She needed to run the real thing again. She needed the data from Bria's decompiling, pattern matching and reverse lookup. She needed to sleep, but knew that she couldn't. She needed a fucking drink and swore that she wouldn't. Instead, she opened another bottle of Club-Mate and began to read up on Ghajar algorithms.

The Ghajar had been a gypsy species that had left almost no trace of its civilisation or culture apart from its ships and a few so-called landing towers. Most of their ships had been abandoned in orbital sargassos, but several crash sites had been identified on First Foot and other Jackaroo gift worlds. Some archaeologists believed that the Ghajar had beached their ships much as whales and smaller cetaceans, because of disease or panic or suicidal ennui, had stranded themselves on beaches on Earth. Others said that the crashed ships were casualties in a war between factions of the Ghajar, and suggested that so-called mad ships recently discovered in a remote sargasso, which killed or drove crazy anyone who approached too closely, were weapons which had been used in that war.

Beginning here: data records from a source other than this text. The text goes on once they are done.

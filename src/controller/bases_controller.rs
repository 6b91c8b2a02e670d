use axum::extract::Query;
use axum::http::header::CACHE_CONTROL;
use axum::http::HeaderMap;
use axum::response::{IntoResponse, Response};
use axum::routing::get;
use axum::{Extension, Json, Router};
use serde::Deserialize;
use serde_json::json;
use serde_with::formats::CommaSeparator;
use serde_with::{serde_as, StringWithSeparator};

use crate::controller::{session_token, AppState};
use crate::helpers::app_error::AppError;
use crate::models::base::{Continent, FacilityId};
use crate::models::reservation::{dedup_in_order, parse_unix_seconds, AvailabilityMap};

pub fn router(app_state: AppState) -> Router {
    Router::new()
        .route("/bases", get(get_continent_bases))
        .route("/bases/availability", get(get_bases_availability))
        .route_layer(Extension(app_state))
}

#[derive(Deserialize, Clone, Debug)]
pub struct ContinentQuery {
    pub continent: Option<String>,
}

fn parse_continent(raw: &str) -> Result<Continent, AppError> {
    raw.parse::<Continent>()
        .map_err(|e| AppError::bad_request(e.to_string()))
}

pub async fn get_continent_bases(
    Extension(app_state): Extension<AppState>,
    Query(query): Query<ContinentQuery>,
) -> Result<Response, AppError> {
    let continent = match query.continent.as_deref() {
        Some(raw) => parse_continent(raw)?,
        None => Continent::default(),
    };

    Ok((
        [(CACHE_CONTROL, "max-age=3600")],
        Json(json!({
            "continent": continent,
            "zoneId": continent.zone_id(),
            "bases": app_state.census.continent_bases(continent),
        })),
    )
        .into_response())
}

#[serde_as]
#[derive(Deserialize, Clone, Debug)]
pub struct AvailabilityQuery {
    #[serde_as(as = "Option<StringWithSeparator::<CommaSeparator, FacilityId>>")]
    #[serde(default)]
    pub bases: Option<Vec<FacilityId>>,
    pub continent: Option<String>,
    pub from: Option<String>,
    pub to: Option<String>,
}

fn parse_window_edge(raw: Option<&str>, name: &str) -> Result<i64, AppError> {
    let raw = raw.ok_or_else(|| AppError::bad_request(format!("Missing {} parameter", name)))?;
    parse_unix_seconds(raw)
        .ok_or_else(|| AppError::bad_request(format!("Invalid {} parameter", name)))
}

/// Whether each base named in `bases`, or belonging to `continent`, can be
/// reserved between `from` and `to`.
pub async fn get_bases_availability(
    Extension(app_state): Extension<AppState>,
    Query(query): Query<AvailabilityQuery>,
    headers: HeaderMap,
) -> Result<Json<AvailabilityMap>, AppError> {
    let session = app_state.sessions.load(&headers);
    let (token, _) = session_token(&session)?;

    if query.bases.is_none() && query.continent.is_none() {
        return Err(AppError::bad_request("Missing bases or continent parameter"));
    }
    let from = parse_window_edge(query.from.as_deref(), "from")?;
    let to = parse_window_edge(query.to.as_deref(), "to")?;
    if to <= from {
        return Err(AppError::bad_request("to must be after from"));
    }

    let mut facility_ids = query.bases.unwrap_or_default();
    if let Some(raw) = query.continent.as_deref() {
        let continent = parse_continent(raw)?;
        facility_ids.extend(
            app_state
                .census
                .continent_bases(continent)
                .iter()
                .map(|base| base.id),
        );
    }
    let facility_ids = dedup_in_order(facility_ids);

    if facility_ids.is_empty() {
        return Ok(Json(AvailabilityMap::new()));
    }

    let availability = app_state
        .base_service
        .check_availability(&token, &facility_ids, from, to)
        .await?;

    Ok(Json(availability))
}
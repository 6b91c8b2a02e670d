use std::collections::BTreeMap;

use crate::models::base::FacilityId;
use crate::models::reservation::{dedup_in_order, AvailabilityMap};

pub const MAX_SELECTED_BASES: usize = 4;

#[derive(Debug, Clone, Copy, PartialEq, Eq)]
pub enum SelectionAction {
    Create,
    Update { row: u32, facility: Option<FacilityId> },
    Delete { row: u32 },
}

#[derive(Debug, Clone, PartialEq, Eq, thiserror::Error)]
pub enum SelectionError {
    #[error("At most 4 bases can be reserved at once")]
    TooManyRows,
    #[error("At least one base row must remain")]
    LastRow,
    #[error("No base row with id {0}")]
    UnknownRow(u32),
}

/// Rows of base choices for a single reservation. Always holds between one and
/// `MAX_SELECTED_BASES` rows.
#[derive(Debug, Clone, PartialEq, Eq)]
pub struct BaseSelection {
    last_row: u32,
    rows: BTreeMap<u32, Option<FacilityId>>,
}

impl Default for BaseSelection {
    fn default() -> Self {
        Self {
            last_row: 0,
            rows: BTreeMap::from([(0, None)]),
        }
    }
}

impl BaseSelection {
    pub fn new() -> Self {
        Self::default()
    }

    /// One row per facility, in the given order.
    pub fn from_facilities(facilities: &[FacilityId]) -> Result<Self, SelectionError> {
        let mut selection = Self::new();
        for (index, facility) in facilities.iter().enumerate() {
            if index > 0 {
                selection.apply(SelectionAction::Create)?;
            }
            let row = selection.last_row;
            selection.apply(SelectionAction::Update {
                row,
                facility: Some(*facility),
            })?;
        }
        Ok(selection)
    }

    pub fn apply(&mut self, action: SelectionAction) -> Result<(), SelectionError> {
        match action {
            SelectionAction::Create => {
                if !self.can_add() {
                    return Err(SelectionError::TooManyRows);
                }
                self.last_row += 1;
                self.rows.insert(self.last_row, None);
            }
            SelectionAction::Update { row, facility } => {
                let slot = self
                    .rows
                    .get_mut(&row)
                    .ok_or(SelectionError::UnknownRow(row))?;
                *slot = facility;
            }
            SelectionAction::Delete { row } => {
                if !self.rows.contains_key(&row) {
                    return Err(SelectionError::UnknownRow(row));
                }
                if !self.can_delete() {
                    return Err(SelectionError::LastRow);
                }
                self.rows.remove(&row);
            }
        }
        Ok(())
    }

    pub fn len(&self) -> usize {
        self.rows.len()
    }

    pub fn can_add(&self) -> bool {
        self.rows.len() < MAX_SELECTED_BASES
    }

    pub fn can_delete(&self) -> bool {
        self.rows.len() > 1
    }

    pub fn facility_ids(&self) -> Vec<FacilityId> {
        dedup_in_order(self.rows.values().flatten().copied())
    }

    /// Selected facilities the availability check reported as taken.
    pub fn conflicts(&self, availability: &AvailabilityMap) -> Vec<FacilityId> {
        self.facility_ids()
            .into_iter()
            .filter(|id| availability.get(id) == Some(&false))
            .collect()
    }

    pub fn is_ready(&self, availability: &AvailabilityMap) -> bool {
        self.rows.values().all(Option::is_some) && self.conflicts(availability).is_empty()
    }
}
pub mod base_service_repo;
pub mod census_repo;
pub mod session_repo;
pub mod token_service_repo;
use std::collections::HashMap;

/// Url-encoded form where a key may repeat, like `bases=1&bases=2`.
#[derive(Debug, Default)]
pub struct FormData {
    values: HashMap<String, Vec<String>>,
}

impl FormData {
    pub fn parse(body: &[u8]) -> Self {
        let mut values: HashMap<String, Vec<String>> = HashMap::new();
        for (key, value) in url::form_urlencoded::parse(body) {
            values
                .entry(key.into_owned())
                .or_default()
                .push(value.into_owned());
        }
        Self { values }
    }

    pub fn first(&self, key: &str) -> Option<&str> {
        self.values
            .get(key)
            .and_then(|values| values.first())
            .map(String::as_str)
    }

    pub fn all(&self, key: &str) -> &[String] {
        self.values.get(key).map(Vec::as_slice).unwrap_or_default()
    }
}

One thing was certain: all Ghajar ships were infested with algorithms, quantum stuff embedded in the spin properties of fundamental particles in the molecular matrices of their hulls, riddled with errors and necrotic patches that had accumulated during millennia of disuse. Coders analysed and catalogued the algorithms, stitched viable fragments together, and spent hours and days trying to get them to run in sandboxed virtual spaces.

Ghajar ship code had played a pivotal role in the development of various kinds of quantum technology and had helped to solve four of the so-called hard mathematical problems; one of Ada Morange's companies had used it to develop the AIs that acted as interfaces between the ships and their human pilots. But Ghajar narrative code was another country. Unmapped, untranslated, incomprehensible. Lisa googled some scholarly articles, most of them by a professor at Peking University, no doubt the researcher Carol Schleifer had mentioned. Lisa had trouble following his deep theoretical analyses, but the conclusions were plain: no one knew what narrative code did, what it contained, or how to read it. And no one ever seemed to have observed the distortion she'd seen, either.

It was four in the morning. She was wired but bone-tired, and was still seeing little flashes in the air. She crashed for a couple of hours, woke around dawn and fed Pete, brewed a pot of coffee and whizzed two chopped bananas with almond milk in a blender and drank her breakfast while watching the looped playback just one more time. Okay, another.

It was too early to phone Bria. Lisa called anyway. It went straight to voicemail.

She was in the barn, checking on the hurklins, when a car horn sounded out in the yard. Sheriff Bird was standing at the gate, and a black SUV and a powder-blue Range Rover were parked behind his tan patrol car. The geek police were back.

16. Conceptual Breakthrough.

Tony went straight from church to the laboratory . Junot Johnson intercepted him outside the workshop, saying that there had been a development.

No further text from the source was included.